::: Exercise input :::
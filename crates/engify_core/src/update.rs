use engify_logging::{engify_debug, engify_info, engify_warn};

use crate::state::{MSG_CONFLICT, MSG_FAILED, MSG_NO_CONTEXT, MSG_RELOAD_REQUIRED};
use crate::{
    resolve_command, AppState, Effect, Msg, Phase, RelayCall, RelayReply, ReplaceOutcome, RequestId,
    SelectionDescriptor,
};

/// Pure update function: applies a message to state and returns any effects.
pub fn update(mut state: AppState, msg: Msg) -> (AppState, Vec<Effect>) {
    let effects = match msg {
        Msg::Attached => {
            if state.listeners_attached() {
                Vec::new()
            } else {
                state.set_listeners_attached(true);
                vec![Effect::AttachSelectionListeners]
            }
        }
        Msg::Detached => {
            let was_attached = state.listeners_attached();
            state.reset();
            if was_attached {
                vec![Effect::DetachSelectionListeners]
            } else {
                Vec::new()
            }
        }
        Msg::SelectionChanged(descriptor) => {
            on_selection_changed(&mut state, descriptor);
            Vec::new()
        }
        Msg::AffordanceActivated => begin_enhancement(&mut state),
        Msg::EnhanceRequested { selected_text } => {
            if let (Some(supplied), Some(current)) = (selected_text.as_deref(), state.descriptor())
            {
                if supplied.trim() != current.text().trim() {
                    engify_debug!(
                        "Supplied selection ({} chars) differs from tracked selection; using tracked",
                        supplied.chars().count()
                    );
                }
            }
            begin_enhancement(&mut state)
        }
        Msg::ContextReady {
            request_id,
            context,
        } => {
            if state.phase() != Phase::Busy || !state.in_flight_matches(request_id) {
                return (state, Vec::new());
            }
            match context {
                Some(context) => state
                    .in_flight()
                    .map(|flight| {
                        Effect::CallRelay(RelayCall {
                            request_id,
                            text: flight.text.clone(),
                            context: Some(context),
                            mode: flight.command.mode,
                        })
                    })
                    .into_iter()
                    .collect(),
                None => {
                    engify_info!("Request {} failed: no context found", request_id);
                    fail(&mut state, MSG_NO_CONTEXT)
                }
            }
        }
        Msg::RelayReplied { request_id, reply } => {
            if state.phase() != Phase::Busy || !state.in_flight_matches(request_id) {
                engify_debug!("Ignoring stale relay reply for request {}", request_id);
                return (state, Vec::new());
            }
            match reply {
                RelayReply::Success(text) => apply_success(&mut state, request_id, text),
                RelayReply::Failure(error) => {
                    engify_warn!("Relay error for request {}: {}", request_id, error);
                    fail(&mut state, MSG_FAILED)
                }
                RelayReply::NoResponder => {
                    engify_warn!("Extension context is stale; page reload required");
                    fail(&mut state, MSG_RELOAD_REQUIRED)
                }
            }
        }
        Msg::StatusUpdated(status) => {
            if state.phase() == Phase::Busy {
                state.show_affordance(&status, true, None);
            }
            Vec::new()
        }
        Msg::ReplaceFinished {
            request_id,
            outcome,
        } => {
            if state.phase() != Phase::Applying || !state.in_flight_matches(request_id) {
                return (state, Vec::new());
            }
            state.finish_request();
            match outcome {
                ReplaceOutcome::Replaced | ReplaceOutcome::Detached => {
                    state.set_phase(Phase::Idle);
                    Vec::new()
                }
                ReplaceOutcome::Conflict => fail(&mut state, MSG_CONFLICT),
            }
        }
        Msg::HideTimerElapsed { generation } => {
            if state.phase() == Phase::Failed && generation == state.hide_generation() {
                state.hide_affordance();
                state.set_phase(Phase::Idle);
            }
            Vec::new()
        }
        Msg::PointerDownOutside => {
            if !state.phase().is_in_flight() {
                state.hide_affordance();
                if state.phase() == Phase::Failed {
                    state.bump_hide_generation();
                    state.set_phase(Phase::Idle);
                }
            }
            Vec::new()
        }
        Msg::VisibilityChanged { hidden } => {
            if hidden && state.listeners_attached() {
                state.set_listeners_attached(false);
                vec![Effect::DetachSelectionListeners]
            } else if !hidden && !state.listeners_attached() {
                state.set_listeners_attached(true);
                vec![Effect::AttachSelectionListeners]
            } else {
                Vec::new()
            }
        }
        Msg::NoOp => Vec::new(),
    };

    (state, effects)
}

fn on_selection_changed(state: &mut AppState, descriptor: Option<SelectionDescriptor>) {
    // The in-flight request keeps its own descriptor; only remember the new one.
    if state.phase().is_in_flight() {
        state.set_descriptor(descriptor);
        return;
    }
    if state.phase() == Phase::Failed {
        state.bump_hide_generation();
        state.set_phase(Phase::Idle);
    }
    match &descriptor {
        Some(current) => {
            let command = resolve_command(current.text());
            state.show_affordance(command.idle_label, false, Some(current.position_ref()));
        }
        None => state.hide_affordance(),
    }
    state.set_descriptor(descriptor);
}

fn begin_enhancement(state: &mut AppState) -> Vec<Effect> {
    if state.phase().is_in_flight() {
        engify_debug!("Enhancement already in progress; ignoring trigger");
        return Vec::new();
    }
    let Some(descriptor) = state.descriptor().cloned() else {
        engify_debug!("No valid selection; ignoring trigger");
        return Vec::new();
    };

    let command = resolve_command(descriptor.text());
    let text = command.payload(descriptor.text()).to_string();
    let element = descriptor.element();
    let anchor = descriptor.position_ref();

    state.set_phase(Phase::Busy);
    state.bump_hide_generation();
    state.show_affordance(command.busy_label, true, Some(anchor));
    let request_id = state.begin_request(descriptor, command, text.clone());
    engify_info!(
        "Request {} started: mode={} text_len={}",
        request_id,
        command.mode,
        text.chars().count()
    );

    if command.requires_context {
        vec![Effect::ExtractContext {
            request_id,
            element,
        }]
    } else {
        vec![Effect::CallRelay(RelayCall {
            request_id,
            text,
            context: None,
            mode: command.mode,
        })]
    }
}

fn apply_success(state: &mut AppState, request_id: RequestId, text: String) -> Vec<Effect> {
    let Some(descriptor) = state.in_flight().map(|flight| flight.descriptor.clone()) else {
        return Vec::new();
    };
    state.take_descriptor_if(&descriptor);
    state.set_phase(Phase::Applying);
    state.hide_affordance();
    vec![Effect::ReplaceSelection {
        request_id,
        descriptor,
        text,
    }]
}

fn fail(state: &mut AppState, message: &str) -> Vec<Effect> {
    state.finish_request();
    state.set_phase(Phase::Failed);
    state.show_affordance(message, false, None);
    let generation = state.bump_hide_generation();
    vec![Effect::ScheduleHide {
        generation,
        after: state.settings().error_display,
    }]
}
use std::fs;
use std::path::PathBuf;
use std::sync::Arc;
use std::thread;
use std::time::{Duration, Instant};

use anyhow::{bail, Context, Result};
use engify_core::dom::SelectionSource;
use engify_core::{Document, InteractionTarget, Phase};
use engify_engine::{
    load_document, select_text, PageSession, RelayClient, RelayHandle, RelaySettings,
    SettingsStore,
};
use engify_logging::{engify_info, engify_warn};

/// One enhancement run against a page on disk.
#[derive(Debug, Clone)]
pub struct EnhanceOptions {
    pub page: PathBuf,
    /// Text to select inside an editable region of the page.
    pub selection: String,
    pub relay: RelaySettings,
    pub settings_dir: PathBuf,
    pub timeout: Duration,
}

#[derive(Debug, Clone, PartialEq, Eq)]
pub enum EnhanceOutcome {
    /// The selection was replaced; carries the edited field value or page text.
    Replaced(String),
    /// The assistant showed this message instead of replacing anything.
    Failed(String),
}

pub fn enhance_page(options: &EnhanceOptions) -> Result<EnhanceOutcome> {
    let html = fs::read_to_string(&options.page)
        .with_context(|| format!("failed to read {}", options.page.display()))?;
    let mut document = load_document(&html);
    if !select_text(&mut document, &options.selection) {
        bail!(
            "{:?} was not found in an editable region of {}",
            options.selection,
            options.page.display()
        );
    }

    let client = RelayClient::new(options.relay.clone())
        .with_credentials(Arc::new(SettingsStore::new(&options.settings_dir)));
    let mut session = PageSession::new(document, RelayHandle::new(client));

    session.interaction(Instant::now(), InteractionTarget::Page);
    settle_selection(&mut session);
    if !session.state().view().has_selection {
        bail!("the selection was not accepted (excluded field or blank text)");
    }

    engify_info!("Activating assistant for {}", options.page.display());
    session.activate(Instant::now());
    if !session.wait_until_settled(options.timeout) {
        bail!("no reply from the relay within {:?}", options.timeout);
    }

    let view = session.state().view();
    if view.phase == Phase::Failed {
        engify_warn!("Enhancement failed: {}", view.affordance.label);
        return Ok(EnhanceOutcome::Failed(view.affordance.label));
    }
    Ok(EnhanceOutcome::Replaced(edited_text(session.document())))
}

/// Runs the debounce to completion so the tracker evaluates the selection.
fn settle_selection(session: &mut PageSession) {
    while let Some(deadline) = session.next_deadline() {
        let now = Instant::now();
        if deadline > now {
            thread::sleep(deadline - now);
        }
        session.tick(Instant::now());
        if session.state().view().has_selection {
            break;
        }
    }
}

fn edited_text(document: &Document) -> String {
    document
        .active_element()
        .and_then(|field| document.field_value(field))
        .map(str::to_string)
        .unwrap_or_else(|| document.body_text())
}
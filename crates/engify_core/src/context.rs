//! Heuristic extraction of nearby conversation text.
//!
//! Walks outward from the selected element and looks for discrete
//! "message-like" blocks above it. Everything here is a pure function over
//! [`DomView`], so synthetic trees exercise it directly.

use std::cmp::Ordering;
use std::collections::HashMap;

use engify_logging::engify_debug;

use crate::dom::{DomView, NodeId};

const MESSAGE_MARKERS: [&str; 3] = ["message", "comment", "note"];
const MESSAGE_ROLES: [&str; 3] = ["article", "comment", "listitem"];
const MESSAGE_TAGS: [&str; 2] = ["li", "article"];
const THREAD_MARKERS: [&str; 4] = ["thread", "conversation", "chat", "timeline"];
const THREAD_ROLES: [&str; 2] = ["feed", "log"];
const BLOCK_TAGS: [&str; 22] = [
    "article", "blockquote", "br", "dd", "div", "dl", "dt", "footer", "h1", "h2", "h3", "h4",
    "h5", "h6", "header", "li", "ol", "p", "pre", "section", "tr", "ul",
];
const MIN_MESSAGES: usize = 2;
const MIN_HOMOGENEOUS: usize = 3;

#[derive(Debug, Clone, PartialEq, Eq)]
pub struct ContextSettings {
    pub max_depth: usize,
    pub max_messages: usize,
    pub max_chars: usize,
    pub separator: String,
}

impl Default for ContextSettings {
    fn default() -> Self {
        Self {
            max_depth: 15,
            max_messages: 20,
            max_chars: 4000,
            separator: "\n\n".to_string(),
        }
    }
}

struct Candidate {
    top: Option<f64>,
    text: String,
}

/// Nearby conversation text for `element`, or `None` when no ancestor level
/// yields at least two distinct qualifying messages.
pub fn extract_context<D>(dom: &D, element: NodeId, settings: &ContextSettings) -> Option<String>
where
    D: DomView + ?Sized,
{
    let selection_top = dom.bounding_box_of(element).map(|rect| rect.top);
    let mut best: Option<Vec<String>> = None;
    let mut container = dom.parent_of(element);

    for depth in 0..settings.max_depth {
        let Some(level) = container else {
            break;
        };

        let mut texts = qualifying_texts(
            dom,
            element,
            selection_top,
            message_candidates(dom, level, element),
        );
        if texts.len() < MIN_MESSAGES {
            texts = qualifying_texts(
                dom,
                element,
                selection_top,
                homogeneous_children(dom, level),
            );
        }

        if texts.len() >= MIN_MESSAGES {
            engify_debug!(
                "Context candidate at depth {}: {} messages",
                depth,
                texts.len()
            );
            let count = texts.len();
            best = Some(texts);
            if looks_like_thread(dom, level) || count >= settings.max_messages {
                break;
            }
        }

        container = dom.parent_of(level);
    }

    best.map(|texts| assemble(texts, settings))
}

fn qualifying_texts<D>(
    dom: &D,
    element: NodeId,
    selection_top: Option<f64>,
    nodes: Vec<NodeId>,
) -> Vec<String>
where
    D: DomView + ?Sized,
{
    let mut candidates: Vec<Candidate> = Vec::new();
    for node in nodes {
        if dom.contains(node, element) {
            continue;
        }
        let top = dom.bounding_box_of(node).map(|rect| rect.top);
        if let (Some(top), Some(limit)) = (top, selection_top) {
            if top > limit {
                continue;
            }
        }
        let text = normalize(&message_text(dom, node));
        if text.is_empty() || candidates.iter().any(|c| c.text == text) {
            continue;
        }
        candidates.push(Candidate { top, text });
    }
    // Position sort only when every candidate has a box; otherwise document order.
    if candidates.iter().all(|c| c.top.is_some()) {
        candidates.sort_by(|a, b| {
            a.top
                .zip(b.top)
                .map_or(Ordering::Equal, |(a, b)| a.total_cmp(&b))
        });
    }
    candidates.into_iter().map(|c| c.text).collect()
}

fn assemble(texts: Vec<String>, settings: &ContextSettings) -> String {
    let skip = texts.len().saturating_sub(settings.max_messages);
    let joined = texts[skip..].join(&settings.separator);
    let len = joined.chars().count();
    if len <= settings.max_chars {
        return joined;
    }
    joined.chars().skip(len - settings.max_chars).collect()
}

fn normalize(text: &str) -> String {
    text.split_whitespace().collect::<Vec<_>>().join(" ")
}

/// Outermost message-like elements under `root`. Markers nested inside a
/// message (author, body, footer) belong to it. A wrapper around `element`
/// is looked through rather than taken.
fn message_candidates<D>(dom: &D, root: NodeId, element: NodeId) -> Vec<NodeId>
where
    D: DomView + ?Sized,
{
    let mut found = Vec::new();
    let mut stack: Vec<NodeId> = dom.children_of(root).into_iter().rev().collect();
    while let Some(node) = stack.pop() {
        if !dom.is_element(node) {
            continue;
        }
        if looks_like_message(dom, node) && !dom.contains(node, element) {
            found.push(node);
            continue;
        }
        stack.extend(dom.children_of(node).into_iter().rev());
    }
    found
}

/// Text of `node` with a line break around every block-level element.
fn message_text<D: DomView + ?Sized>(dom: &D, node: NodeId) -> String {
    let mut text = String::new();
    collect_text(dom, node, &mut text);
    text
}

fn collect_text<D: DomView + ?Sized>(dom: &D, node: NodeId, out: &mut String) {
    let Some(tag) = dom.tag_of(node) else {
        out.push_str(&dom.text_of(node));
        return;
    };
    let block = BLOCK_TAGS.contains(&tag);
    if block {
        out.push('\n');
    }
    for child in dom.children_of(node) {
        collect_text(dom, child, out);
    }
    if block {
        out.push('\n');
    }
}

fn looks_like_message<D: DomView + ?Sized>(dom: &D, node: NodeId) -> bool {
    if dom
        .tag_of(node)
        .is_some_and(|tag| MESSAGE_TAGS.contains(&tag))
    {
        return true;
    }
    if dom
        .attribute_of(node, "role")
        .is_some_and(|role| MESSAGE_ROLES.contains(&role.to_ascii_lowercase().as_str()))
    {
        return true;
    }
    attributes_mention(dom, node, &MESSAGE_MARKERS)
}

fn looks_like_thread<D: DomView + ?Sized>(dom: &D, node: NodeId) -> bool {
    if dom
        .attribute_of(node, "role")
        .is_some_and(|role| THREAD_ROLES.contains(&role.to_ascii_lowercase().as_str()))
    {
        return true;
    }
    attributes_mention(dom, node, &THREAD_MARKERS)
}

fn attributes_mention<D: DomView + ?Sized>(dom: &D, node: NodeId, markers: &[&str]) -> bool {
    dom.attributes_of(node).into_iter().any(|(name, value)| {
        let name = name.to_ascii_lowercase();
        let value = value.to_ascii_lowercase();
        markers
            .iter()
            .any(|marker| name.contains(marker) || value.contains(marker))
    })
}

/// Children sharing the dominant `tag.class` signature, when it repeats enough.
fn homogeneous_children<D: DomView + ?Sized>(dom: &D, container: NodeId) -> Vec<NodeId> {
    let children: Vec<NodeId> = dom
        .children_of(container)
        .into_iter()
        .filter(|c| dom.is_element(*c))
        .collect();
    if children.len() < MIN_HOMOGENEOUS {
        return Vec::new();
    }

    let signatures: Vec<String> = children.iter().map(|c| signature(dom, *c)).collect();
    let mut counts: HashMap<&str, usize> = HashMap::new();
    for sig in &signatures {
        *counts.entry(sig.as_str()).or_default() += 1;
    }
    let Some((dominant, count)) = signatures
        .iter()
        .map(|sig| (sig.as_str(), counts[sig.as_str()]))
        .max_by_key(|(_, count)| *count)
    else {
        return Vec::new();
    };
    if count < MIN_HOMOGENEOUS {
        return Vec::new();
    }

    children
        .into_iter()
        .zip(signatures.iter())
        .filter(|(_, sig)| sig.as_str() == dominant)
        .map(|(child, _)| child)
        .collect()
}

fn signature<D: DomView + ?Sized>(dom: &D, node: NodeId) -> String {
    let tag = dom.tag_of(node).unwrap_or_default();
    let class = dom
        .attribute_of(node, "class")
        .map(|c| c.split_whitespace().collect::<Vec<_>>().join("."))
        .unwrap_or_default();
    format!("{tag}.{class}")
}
:::
* Work item
Once you find the line with "if looks_like_thread(dom, level)" above, print it and every line after it up to and including the line with "fn normalize(text: &str)", exactly as written and nothing else.

* Task response
            if looks_like_thread(dom, level) || count >= settings.max_messages {
                break;
            }
        }

        container = dom.parent_of(level);
    }

    best.map(|texts| assemble(texts, settings))
}

fn qualifying_texts<D>(
    dom: &D,
    element: NodeId,
    selection_top: Option<f64>,
    nodes: Vec<NodeId>,
) -> Vec<String>
where
    D: DomView + ?Sized,
{
    let mut candidates: Vec<Candidate> = Vec::new();
    for node in nodes {
        if dom.contains(node, element) {
            continue;
        }
        let top = dom.bounding_box_of(node).map(|rect| rect.top);
        if let (Some(top), Some(limit)) = (top, selection_top) {
            if top > limit {
                continue;
            }
        }
        let text = normalize(&message_text(dom, node));
        if text.is_empty() || candidates.iter().any(|c| c.text == text) {
            continue;
        }
        candidates.push(Candidate { top, text });
    }
    // Position sort only when every candidate has a box; otherwise document order.
    if candidates.iter().all(|c| c.top.is_some()) {
        candidates.sort_by(|a, b| {
            a.top
                .zip(b.top)
                .map_or(Ordering::Equal, |(a, b)| a.total_cmp(&b))
        });
    }
    candidates.into_iter().map(|c| c.text).collect()
}

fn assemble(texts: Vec<String>, settings: &ContextSettings) -> String {
    let skip = texts.len().saturating_sub(settings.max_messages);
    let joined = texts[skip..].join(&settings.separator);
    let len = joined.chars().count();
    if len <= settings.max_chars {
        return joined;
    }
    joined.chars().skip(len - settings.max_chars).collect()
}

fn normalize(text: &str) -> String {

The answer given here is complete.